→ **The task**
Extract from the entries below, exactly as given, only the lines from the line containing "let timer = build_timer();" to the line containing "let subscriber = Registry::default()", both lines included.

··· Source data ···

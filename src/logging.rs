//! Tracing setup shared by the recognizer binaries and host applications.
//!
//! Installs one global subscriber writing to stdout and to a per-launch log
//! file under the app `logs` directory. Older files beyond [`MAX_LOG_FILES`]
//! are pruned at startup.

use std::{
    fs,
    path::{Path, PathBuf},
    sync::OnceLock,
    time::SystemTime,
};

use time::{OffsetDateTime, UtcOffset, format_description::FormatItem, macros::format_description};
use tracing_appender::{non_blocking::WorkerGuard, rolling};
use tracing_subscriber::{EnvFilter, Registry, fmt, prelude::*};

use crate::app_dirs::{self, AppDirError};

/// Maximum number of log files to retain, counting the current launch.
pub const MAX_LOG_FILES: usize = 10;
const LOG_FILE_PREFIX: &str = "bisindo_";
const LOG_FILE_EXTENSION: &str = "log";

static LOG_GUARD: OnceLock<WorkerGuard> = OnceLock::new();

#[derive(Debug, thiserror::Error)]
pub enum LoggingError {
    #[error(transparent)]
    AppDir(#[from] AppDirError),
    #[error("Failed to prepare log directory {path}: {source}")]
    CreateDir {
        path: PathBuf,
        source: std::io::Error,
    },
    #[error("Failed to read log directory {path}: {source}")]
    ReadDir {
        path: PathBuf,
        source: std::io::Error,
    },
    #[error("Failed to remove old log file {path}: {source}")]
    RemoveFile {
        path: PathBuf,
        source: std::io::Error,
    },
    #[error("Failed to format log filename time: {0}")]
    FormatTime(time::error::Format),
    #[error("Failed to install global tracing subscriber: {0}")]
    SetGlobal(tracing::subscriber::SetGlobalDefaultError),
}

/// Initialize tracing in the default app `logs` directory.
///
/// Subsequent calls are no-ops. Failures are returned so callers can keep
/// running without file logging.
pub fn init() -> Result<(), LoggingError> {
    if LOG_GUARD.get().is_some() {
        return Ok(());
    }
    init_in(&app_dirs::logs_dir()?)
}

/// Initialize tracing with log files written to `log_dir`.
pub fn init_in(log_dir: &Path) -> Result<(), LoggingError> {
    if LOG_GUARD.get().is_some() {
        return Ok(());
    }
    fs::create_dir_all(log_dir).map_err(|source| LoggingError::CreateDir {
        path: log_dir.to_path_buf(),
        source,
    })?;
    // Leave room for this launch's file, which the appender creates lazily.
    prune_old_logs(log_dir, MAX_LOG_FILES - 1)?;
    let log_file_name = format_log_file_name(now_local_or_utc())?;
    let (file_writer, guard) =
        tracing_appender::non_blocking(rolling::never(log_dir, &log_file_name));

    let timer = build_timer();
    let stdout_layer = fmt::layer()
        .with_timer(timer.clone())
        .with_target(false)
        .with_writer(std::io::stdout);
    let file_layer = fmt::layer()
        .with_ansi(false)
        .with_timer(timer)
        .with_writer(file_writer);

    let subscriber = Registry::default()
        .with(EnvFilter::try_from_default_env().unwrap_or_else(|_| EnvFilter::new("info")))
        .with(stdout_layer)
        .with(file_layer);
    tracing::subscriber::set_global_default(subscriber).map_err(LoggingError::SetGlobal)?;
    let _ = LOG_GUARD.set(guard);

    tracing::info!(path = %log_dir.join(&log_file_name).display(), "Logging initialized");
    Ok(())
}

fn is_own_log(path: &Path) -> bool {
    let named = path
        .file_name()
        .and_then(|name| name.to_str())
        .is_some_and(|name| name.starts_with(LOG_FILE_PREFIX));
    named && path.extension().and_then(|ext| ext.to_str()) == Some(LOG_FILE_EXTENSION)
}

/// Delete the oldest `bisindo_*.log` files so at most `keep` remain.
fn prune_old_logs(dir: &Path, keep: usize) -> Result<(), LoggingError> {
    let mut entries = fs::read_dir(dir)
        .map_err(|source| LoggingError::ReadDir {
            path: dir.to_path_buf(),
            source,
        })?
        .filter_map(|entry| entry.ok())
        .filter(|entry| entry.file_type().is_ok_and(|ft| ft.is_file()))
        .filter(|entry| is_own_log(&entry.path()))
        .map(|entry| {
            let modified = entry
                .metadata()
                .and_then(|meta| meta.modified())
                .unwrap_or(SystemTime::UNIX_EPOCH);
            (modified, entry.path())
        })
        .collect::<Vec<_>>();

    entries.sort_by_key(|(modified, _)| *modified);
    let excess = entries.len().saturating_sub(keep);
    for (_, path) in entries.into_iter().take(excess) {
        fs::remove_file(&path).map_err(|source| LoggingError::RemoveFile { path, source })?;
    }
    Ok(())
}

fn format_log_file_name(now: OffsetDateTime) -> Result<String, LoggingError> {
    const NAME_FORMAT: &[FormatItem<'_>] =
        format_description!("[year]-[month]-[day]_[hour]-[minute]-[second]");
    let name = now.format(NAME_FORMAT).map_err(LoggingError::FormatTime)?;
    Ok(format!("{LOG_FILE_PREFIX}{name}.{LOG_FILE_EXTENSION}"))
}

fn build_timer() -> fmt::time::OffsetTime<time::format_description::BorrowedFormatItem<'static>> {
    const DISPLAY_FORMAT: &[FormatItem<'static>] =
        format_description!("[year]-[month]-[day] [hour]:[minute]:[second]");
    let offset = UtcOffset::current_local_offset().unwrap_or(UtcOffset::UTC);
    fmt::time::OffsetTime::new(offset, DISPLAY_FORMAT.into())
}

fn now_local_or_utc() -> OffsetDateTime {
    OffsetDateTime::now_local().unwrap_or_else(|_| OffsetDateTime::now_utc())
}

#[cfg(test)]
mod tests {
    use super::*;
    use std::{thread, time::Duration};
    use tempfile::tempdir;

    #[test]
    fn log_filename_has_timestamp_and_prefix() {
        let fixed = OffsetDateTime::from_unix_timestamp(1_700_000_000).unwrap();
        let name = format_log_file_name(fixed).unwrap();
        assert_eq!(name, "bisindo_2023-11-14_22-13-20.log");
    }

    #[test]
    fn prune_keeps_newest_own_files() {
        let dir = tempdir().unwrap();
        for idx in 0..4 {
            fs::write(dir.path().join(format!("bisindo_{idx}.log")), b"").unwrap();
            thread::sleep(Duration::from_millis(10));
        }
        fs::write(dir.path().join("notes.txt"), b"keep").unwrap();
        fs::write(dir.path().join("other.log"), b"keep").unwrap();

        prune_old_logs(dir.path(), 2).unwrap();
        let mut remaining: Vec<String> = fs::read_dir(dir.path())
            .unwrap()
            .filter_map(|entry| entry.ok())
            .map(|entry| entry.file_name().to_string_lossy().into_owned())
            .collect();
        remaining.sort();
        assert_eq!(
            remaining,
            vec!["bisindo_2.log", "bisindo_3.log", "notes.txt", "other.log"]
        );
    }
}
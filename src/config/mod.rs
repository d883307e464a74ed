//! Recognizer settings stored as `config.toml` under the app root.

mod defaults;
mod io;
mod types;


/// Default filename used to store the recognizer configuration.
pub const CONFIG_FILE_NAME: &str = "config.toml";

pub use io::{config_path, load_from, load_or_default, save, save_to_path};
pub use types::{
    ChallengeSettings, ConfigError, DatasetSettings, ModelSettings, RecognizerSettings,
    RecordingSettings, TrainingSettings,
};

···

→ **Output for this exercise**
    let timer = build_timer();
    let stdout_layer = fmt::layer()
        .with_timer(timer.clone())
        .with_target(false)
        .with_writer(std::io::stdout);
    let file_layer = fmt::layer()
        .with_ansi(false)
        .with_timer(timer)
        .with_writer(file_writer);

    let subscriber = Registry::default()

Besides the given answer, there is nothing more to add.